Van Lith drained the 3, her 15th point of the night that extended No. 1 Louisville’s lead to double digits for the first time. Then, Elizabeth Dixon rejected the 6-foot-7 Cardoso’s shot, and Syracuse’s defense collapsed the following possession as Evans got in behind for an easy layup.

Just two days earlier against UNC, the Orange entered the fourth quarter with a deficit. They had driven down the court, and, behind Tiana Mangakahia, the Orange scored 27 points in the final frame and ended the game on a 30-9 run.

Thursday night, the Orange fell flat in the clutch, unable to do it again.

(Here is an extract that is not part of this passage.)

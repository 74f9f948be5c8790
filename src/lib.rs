#![doc = include_str!("../readme.md")]

pub mod core;
pub mod hooks;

“You have (the) opportunity to play No. 1, and you want to try and take advantage of the opportunity,” head coach Quentin Hillsman said postgame. “We let that opportunity get away.”

Against its first ranked opponent of the season, No. 23 Syracuse (7-2, 4-2 ACC) hung around but was ultimately plagued by poor shooting in its first big test against Louisville (13-0, 6-0 ACC). The Orange shot 39% from the field, 15% from beyond the arc and 55% from the line — all marks that Hillsman emphasized were insufficient.

“We got to make shots,” Hillsman said multiple times during his postgame press conference.

For the better part of three quarters, Syracuse competed with the nation’s best. Despite poor overall shooting, it proved it could keep up, grabbing boards and driving inside to score 36 points in the paint, which kept the game close. But the Orange still came up short, losing 67-54 in the Orange’s second conference defeat of the season. Van Lith and Evans burned SU for a combined 39 points, outdoing SU’s dominant play inside.

SU had never beaten a No. 1 ranked team heading into its Louisville matchup — Hillsman’s now 0-9 against them during his tenure, the prior defeat coming in a blowout to Oregon in 2019. Thursday night, the 19th time the Orange faced a No. 1 ranked team in program history, was no different.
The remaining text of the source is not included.